Researchers from Technology Innovation Institute, Abu Dhabi introduced the Falcon series, which includes models with 7 billion, 40 billion, and 180 billion parameters. These models, which are intended to be causal decoder-only models, were trained on a high-quality, varied corpus that was mostly obtained from online data. Falcon-180B, the largest model in the series, is the only publicly available pretraining run ever, having been trained on a dataset of more than 3.5 trillion text tokens.

The researchers discovered that Falcon-180B shows great advancements over other models, including PaLM or Chinchilla. It outperforms models that are being developed concurrently, such as LLaMA 2 or Inflection-1. Falcon-180B achieves performance close to PaLM-2-Large, which is noteworthy given its lower pretraining and inference costs. With this ranking, Falcon-180B joins GPT-4 and PaLM-2-Large as the leading language models in the world. For more information, see the following resources:

Mistral

Mistral 7B v0.1 is a cutting-edge 7-billion-parameter language model that has been developed for remarkable effectiveness and performance. Mistral 7B breaks all previous records, outperforming Llama 2 13B in every benchmark and even Llama 1 34B in crucial domains like logic, math, and coding.

State-of-the-art methods like grouped-query attention (GQA) have been used to accelerate inference and sliding window attention (SWA) to efficiently handle sequences with different lengths while reducing computing overhead. A customized version, Mistral 7B — Instruct, has also been provided and optimized to perform exceptionally well in activities requiring following instructions. For more information, see the following resources:

Phi-2

Microsoft introduced Phi-2, which is a Transformer model with 2.7 billion parameters. It was trained using a combination of data sources similar to Phi-1.5. It also integrates a new data source, which consists of NLP synthetic texts and filtered websites that are considered instructional and safe. Examining Phi-2 against benchmarks measuring logical thinking, language comprehension, and common sense showed that it performed almost at the state-of-the-art level among models with less than 13 billion parameters. For more information, see the following resources:

Phi-2

Chainlit

Chainlit is an open-source Python package that is specifically designed to create user interfaces (UIs) for AI applications. It simplifies the process of building interactive chats and interfaces, making developing AI-powered applications faster and more efficient. While Streamlit is a general-purpose UI library, Chainlit is purpose-built for AI applications and seamlessly integrates with other AI technologies such as LangChain, LlamaIndex, and LangFlow.

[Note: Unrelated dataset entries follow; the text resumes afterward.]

//! Simulated host/device session over an in-memory link.
//!
//! Feeds two command frames to a [`Dispatcher`] and prints every frame
//! the device sends back (ACKs and the handler's status response).

use hostlink::frame::{finish_frame, DEST_TAG, HEADER_LEN};
use hostlink::schema::{ArgType, CommandEncoder, CommandParser, Schema};
use hostlink::{Arg, Dispatcher, Error, Responder, Shutdown, Transport, Value};

struct PipePort {
    rx: Vec<u8>,
    tx: Vec<u8>,
    scratch: [u8; 96],
}

impl Transport for PipePort {
    fn input_peek(&self) -> &[u8] {
        &self.rx
    }

    fn input_pop(&mut self, count: usize) {
        self.rx.drain(..count.min(self.rx.len()));
    }

    fn output_reserve(&mut self, count: usize) -> Option<&mut [u8]> {
        self.scratch.get_mut(..count)
    }

    fn output_commit(&mut self, count: usize) {
        self.tx.extend_from_slice(&self.scratch[..count]);
    }
}

struct Sched {
    down: bool,
}

impl Shutdown for Sched {
    fn is_shutdown(&self) -> bool {
        self.down
    }

    fn reason_code(&self) -> u16 {
        0
    }

    fn shutdown(&mut self, msg: &'static str) {
        self.down = true;
        eprintln!("device shutdown: {}", msg);
    }
}

const ENC_IS_SHUTDOWN: u8 = 0;
const ENC_TARGET_STATUS: u8 = 1;

fn set_target(rsp: &mut dyn Responder, args: &[Arg<'_>]) -> Result<(), Error> {
    let value = args[0].as_int().unwrap_or(0);
    println!("device: set_target value={}", value);
    rsp.send(ENC_TARGET_STATUS, &[Value::Int(value)])
}

static CMD_SET_TARGET: CommandParser = CommandParser {
    param_types: &[ArgType::Uint32],
    flags: 0,
    handler: set_target,
};

static COMMANDS: [Option<&CommandParser>; 2] = [None, Some(&CMD_SET_TARGET)];

static ENCODERS: [CommandEncoder; 2] = [
    CommandEncoder {
        msg_id: 0x71,
        param_types: &[ArgType::Uint16],
        max_size: 4,
    },
    CommandEncoder {
        msg_id: 0x72,
        param_types: &[ArgType::Uint32],
        max_size: 6,
    },
];

static SCHEMA: Schema = Schema {
    commands: &COMMANDS,
    encoders: &ENCODERS,
    shutdown_response: ENC_IS_SHUTDOWN,
};

fn host_frame(seq: u8, payload: &[u8]) -> Vec<u8> {
    let mut buf = [0u8; 64];
    buf[HEADER_LEN..HEADER_LEN + payload.len()].copy_from_slice(payload);
    let len = finish_frame(&mut buf, payload.len(), seq);
    buf[..len].to_vec()
}

fn dump_frames(tx: &[u8]) {
    let mut rest = tx;
    while !rest.is_empty() {
        let len = rest[0] as usize;
        let (frame, tail) = rest.split_at(len);
        let kind = if len == 5 { "ack" } else { "msg" };
        println!(
            "device->host {} seq=0x{:02x}: {:02x?}",
            kind, frame[1], frame
        );
        rest = tail;
    }
}

fn main() {
    let mut io = PipePort {
        rx: Vec::new(),
        tx: Vec::new(),
        scratch: [0; 96],
    };
    let mut sched = Sched { down: false };
    let mut link = Dispatcher::new(&SCHEMA);

    // set_target(42), then set_target(1000), each in its own frame.
    io.rx.extend(host_frame(DEST_TAG, &[0x01, 0x2a]));
    io.rx.extend(host_frame(DEST_TAG | 0x01, &[0x01, 0x87, 0x68]));

    while !io.rx.is_empty() && !sched.down {
        link.poll(&mut io, &mut sched);
        dump_frames(&io.tx);
        io.tx.clear();
    }
}
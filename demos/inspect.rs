use hostlink::frame::{finish_frame, DEST_TAG, HEADER_LEN};
use hostlink::schema::{ArgType, CommandEncoder};
use hostlink::{codec, Value};

fn main() {
    // Encode a "set_target value=%u" style command the way a host
    // would: command id byte, then VLQ arguments, then the frame
    // header/trailer stamped around it.
    let set_target = CommandEncoder {
        msg_id: 0x07,
        param_types: &[ArgType::Uint32],
        max_size: 6,
    };

    let mut buf = [0u8; 64];
    let payload_len = codec::encode_args(
        &mut buf[HEADER_LEN..HEADER_LEN + set_target.max_size as usize],
        &set_target,
        &[Value::Int(42)],
    )
    .unwrap();
    let len = finish_frame(&mut buf, payload_len, DEST_TAG);

    println!("frame len {}", len);
    for (i, b) in buf[..len].iter().enumerate() {
        print!("{:02x} ", b);
        if (i + 1) % 16 == 0 {
            println!();
        }
    }
    println!();
    println!(
        "len=0x{:02x} seq=0x{:02x} payload={:02x?} crc={:02x} {:02x} sync={:02x}",
        buf[0],
        buf[1],
        &buf[2..len - 3],
        buf[len - 3],
        buf[len - 2],
        buf[len - 1]
    );
}
//! Reference tables shared by both directions
//!
//! Objects that live outside the snapshot (caches, attached objects) and
//! native addresses are never written out. Both sides hold the same tables
//! and the stream only carries indices into them.

use rustc_hash::FxHashMap;

use crate::error::{Result, SnapshotError};
use crate::heap::{Address, ObjectId};

/// Indexed list of objects with reverse lookup
#[derive(Debug, Clone, Default)]
pub struct ObjectTable {
    objects: Vec<ObjectId>,
    index: FxHashMap<ObjectId, u32>,
}

impl ObjectTable {
    /// Create an empty table
    pub fn new() -> Self {
        Self::default()
    }

    /// Append an object; the first index of a repeated object wins lookups
    pub fn push(&mut self, object: ObjectId) -> u32 {
        let index = self.objects.len() as u32;
        self.objects.push(object);
        self.index.entry(object).or_insert(index);
        index
    }

    /// Object at `index`
    #[inline]
    pub fn get(&self, index: u32) -> Option<ObjectId> {
        self.objects.get(index as usize).copied()
    }

    /// Index of `object`
    #[inline]
    pub fn index_of(&self, object: ObjectId) -> Option<u32> {
        self.index.get(&object).copied()
    }

    /// Number of entries
    #[inline]
    pub fn len(&self) -> usize {
        self.objects.len()
    }

    /// Whether the table is empty
    #[inline]
    pub fn is_empty(&self) -> bool {
        self.objects.is_empty()
    }
}

impl FromIterator<ObjectId> for ObjectTable {
    fn from_iter<I: IntoIterator<Item = ObjectId>>(iter: I) -> Self {
        let mut table = Self::new();
        for object in iter {
            table.push(object);
        }
        table
    }
}

/// Where an external address was found
#[derive(Debug, Clone, Copy, PartialEq, Eq)]
pub enum ExternalReference {
    /// Isolate external reference table
    Isolate(u32),
    /// Embedder API reference list
    Api(u32),
}

/// Native addresses the snapshot may refer to by index
#[derive(Debug, Clone, Default)]
pub struct ExternalReferenceTable {
    references: Vec<Address>,
    api_references: Vec<Address>,
    off_heap_targets: Vec<Address>,
    reverse: FxHashMap<Address, ExternalReference>,
}

impl ExternalReferenceTable {
    /// Create an empty table
    pub fn new() -> Self {
        Self::default()
    }

    /// Register an isolate external reference
    pub fn add_reference(&mut self, address: Address) -> u32 {
        let index = self.references.len() as u32;
        self.references.push(address);
        self.reverse
            .entry(address)
            .or_insert(ExternalReference::Isolate(index));
        index
    }

    /// Register an embedder API reference
    pub fn add_api_reference(&mut self, address: Address) -> u32 {
        let index = self.api_references.len() as u32;
        self.api_references.push(address);
        self.reverse
            .entry(address)
            .or_insert(ExternalReference::Api(index));
        index
    }

    /// Register an off-heap builtin entry
    pub fn add_off_heap_target(&mut self, address: Address) -> u32 {
        let index = self.off_heap_targets.len() as u32;
        self.off_heap_targets.push(address);
        index
    }

    /// Table entry for an address
    #[inline]
    pub fn lookup(&self, address: Address) -> Option<ExternalReference> {
        self.reverse.get(&address).copied()
    }

    /// Isolate external reference by index
    pub fn reference(&self, index: u32) -> Result<Address> {
        self.references
            .get(index as usize)
            .copied()
            .ok_or(SnapshotError::ExternalIndexOutOfRange {
                kind: "external reference",
                index,
            })
    }

    /// Embedder API reference by index
    pub fn api_reference(&self, index: u32) -> Result<Address> {
        self.api_references
            .get(index as usize)
            .copied()
            .ok_or(SnapshotError::ExternalIndexOutOfRange {
                kind: "api reference",
                index,
            })
    }

    /// Validate an off-heap builtin index
    pub fn off_heap_target(&self, index: u32) -> Result<Address> {
        self.off_heap_targets
            .get(index as usize)
            .copied()
            .ok_or(SnapshotError::ExternalIndexOutOfRange {
                kind: "off-heap target",
                index,
            })
    }
}

/// Everything a session can refer to without writing it out
#[derive(Debug, Clone, Default)]
pub struct ReferenceTables {
    /// Objects supplied by the embedder at load time
    pub attached: ObjectTable,
    /// Read-only object cache
    pub read_only_cache: ObjectTable,
    /// Startup object cache
    pub startup_cache: ObjectTable,
    /// Native addresses
    pub external: ExternalReferenceTable,
}

/// Embedder hooks for opaque embedder fields
pub trait EmbedderFieldCallbacks {
    /// Serialize one embedder field value
    fn serialize_field(&mut self, value: u64) -> Vec<u8>;

    /// Rebuild one embedder field value; `None` rejects the data
    fn deserialize_field(&mut self, data: &[u8]) -> Option<u64>;
}

/// Default callbacks: the value as 8 little-endian bytes
#[derive(Debug, Clone, Copy, Default)]
pub struct RawEmbedderFields;

impl EmbedderFieldCallbacks for RawEmbedderFields {
    fn serialize_field(&mut self, value: u64) -> Vec<u8> {
        value.to_le_bytes().to_vec()
    }

    fn deserialize_field(&mut self, data: &[u8]) -> Option<u64> {
        let bytes: [u8; 8] = data.try_into().ok()?;
        Some(u64::from_le_bytes(bytes))
    }
}

#[cfg(test)]
mod tests {
    use super::*;

    #[test]
    fn test_object_table_first_index_wins() {
        let mut table = ObjectTable::new();
        table.push(ObjectId(9));
        table.push(ObjectId(4));
        table.push(ObjectId(9));
        assert_eq!(table.index_of(ObjectId(9)), Some(0));
        assert_eq!(table.get(2), Some(ObjectId(9)));
        assert_eq!(table.get(3), None);
        assert_eq!(table.len(), 3);
    }

    #[test]
    fn test_external_lookup() {
        let mut table = ExternalReferenceTable::new();
        table.add_reference(0x1000);
        table.add_api_reference(0x2000);
        table.add_api_reference(0x1000);
        assert_eq!(table.lookup(0x1000), Some(ExternalReference::Isolate(0)));
        assert_eq!(table.lookup(0x2000), Some(ExternalReference::Api(0)));
        assert_eq!(table.lookup(0x3000), None);
        assert_eq!(table.api_reference(1).unwrap(), 0x1000);
        assert!(matches!(
            table.reference(1),
            Err(SnapshotError::ExternalIndexOutOfRange { index: 1, .. })
        ));
    }

    #[test]
    fn test_raw_embedder_fields() {
        let mut callbacks = RawEmbedderFields;
        let data = callbacks.serialize_field(0xdead_beef);
        assert_eq!(data.len(), 8);
        assert_eq!(callbacks.deserialize_field(&data), Some(0xdead_beef));
        assert_eq!(callbacks.deserialize_field(&data[..4]), None);
    }
}
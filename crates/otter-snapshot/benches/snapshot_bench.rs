//! Snapshot Benchmarks
//!
//! Measures encode and decode throughput over synthetic object graphs.
//!
//! Run with: `cargo bench -p otter-snapshot`

use criterion::{BenchmarkId, Criterion, Throughput, criterion_group, criterion_main};
use otter_snapshot::{
    Heap, ReferenceTables, Roots, Serializer, Slot, SnapshotConfig, Space, SyncTag,
};
use std::hint::black_box;

/// Build a graph of `n` objects where each links to its predecessor and to a
/// shared hub, plus a run of raw data
fn build_graph(n: usize) -> (Heap, Roots) {
    let mut heap = Heap::new();
    let meta = heap.allocate_meta_map(vec![]);
    let map = heap.allocate_object(Space::Map, meta, vec![Slot::Raw(0)]);
    let hub = heap.allocate_object(Space::Old, map, vec![Slot::Raw(1); 4]);

    let mut previous = hub;
    let mut live = Vec::with_capacity(n);
    for i in 0..n {
        let object = heap.allocate_object(
            if i % 4 == 0 { Space::New } else { Space::Old },
            map,
            vec![
                Slot::Strong(previous),
                Slot::Strong(hub),
                Slot::Raw(i as u64),
                Slot::Raw(!(i as u64)),
                Slot::Strong(hub),
                Slot::Strong(hub),
            ],
        );
        live.push(Slot::Strong(object));
        previous = object;
    }

    let mut roots = Roots::new();
    roots.push_list(SyncTag::StrongRoots, vec![Slot::Strong(hub)]);
    roots.push_list(SyncTag::GlobalHandles, live);
    (heap, roots)
}

fn config() -> SnapshotConfig {
    SnapshotConfig {
        max_recursion_depth: 16,
        ..SnapshotConfig::default()
    }
}

/// Benchmark serialization throughput for various graph sizes
fn serialize_benchmark(c: &mut Criterion) {
    let mut group = c.benchmark_group("serialize");
    let tables = ReferenceTables::default();

    for num_objects in [100, 1000, 10000].iter() {
        let (heap, roots) = build_graph(*num_objects);
        group.throughput(Throughput::Elements(*num_objects as u64));
        group.bench_with_input(
            BenchmarkId::new("objects", num_objects),
            num_objects,
            |b, _| {
                b.iter(|| {
                    let snapshot = Serializer::new(&heap, &tables, config())
                        .unwrap()
                        .serialize(&roots)
                        .unwrap();
                    black_box(snapshot.data.len())
                });
            },
        );
    }

    group.finish();
}

/// Benchmark deserialization throughput for various graph sizes
fn deserialize_benchmark(c: &mut Criterion) {
    let mut group = c.benchmark_group("deserialize");
    let tables = ReferenceTables::default();

    for num_objects in [100, 1000, 10000].iter() {
        let (heap, roots) = build_graph(*num_objects);
        let snapshot = Serializer::new(&heap, &tables, config())
            .unwrap()
            .serialize(&roots)
            .unwrap();

        group.throughput(Throughput::Bytes(snapshot.data.len() as u64));
        group.bench_with_input(
            BenchmarkId::new("objects", num_objects),
            &snapshot.data,
            |b, data| {
                b.iter(|| {
                    let mut target = Heap::new();
                    let mut loaded = roots.empty_like();
                    let stats = otter_snapshot::deserialize(data, &mut target, &mut loaded, &tables)
                        .unwrap();
                    black_box(stats.total_objects())
                });
            },
        );
    }

    group.finish();
}

/// Benchmark the cost of the hot-object cache on a hub-heavy graph
fn hot_objects_benchmark(c: &mut Criterion) {
    let mut group = c.benchmark_group("hot_objects");
    let tables = ReferenceTables::default();
    let (heap, roots) = build_graph(1000);

    for enabled in [true, false] {
        let settings = SnapshotConfig {
            use_hot_objects: enabled,
            ..config()
        };
        group.bench_function(if enabled { "enabled" } else { "disabled" }, |b| {
            b.iter(|| {
                let snapshot = Serializer::new(&heap, &tables, settings.clone())
                    .unwrap()
                    .serialize(&roots)
                    .unwrap();
                black_box(snapshot.stats.hot_hits)
            });
        });
    }

    group.finish();
}

criterion_group!(
    benches,
    serialize_benchmark,
    deserialize_benchmark,
    hot_objects_benchmark
);
criterion_main!(benches);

With Chainlit, developers can easily create intuitive UIs for their AI models, including ChatGPT-like applications. It provides a user-friendly interface for users to interact with AI models, enabling conversational experiences and information retrieval. Chainlit also offers unique features, such as the ability to display the Chain of Thought, which allows users to explore the reasoning process directly within the UI. This feature enhances transparency and enables users to understand how the AI arrives at its responses or recommendations.

For more information, see the following resources:

Deploy Kaito using Azure CLI

As stated in the documentation, enabling the Kubernetes AI toolchain operator add-on in AKS creates a managed identity named ai-toolchain-operator-<aks-cluster-name>. This managed identity is utilized by the GPU provisioner controller to provision GPU node pools within the managed AKS cluster via Karpenter. To ensure proper functionality, manual configuration of the necessary permissions is required. Follow the steps outlined in the following sections to successfully install Kaito through the AKS add-on.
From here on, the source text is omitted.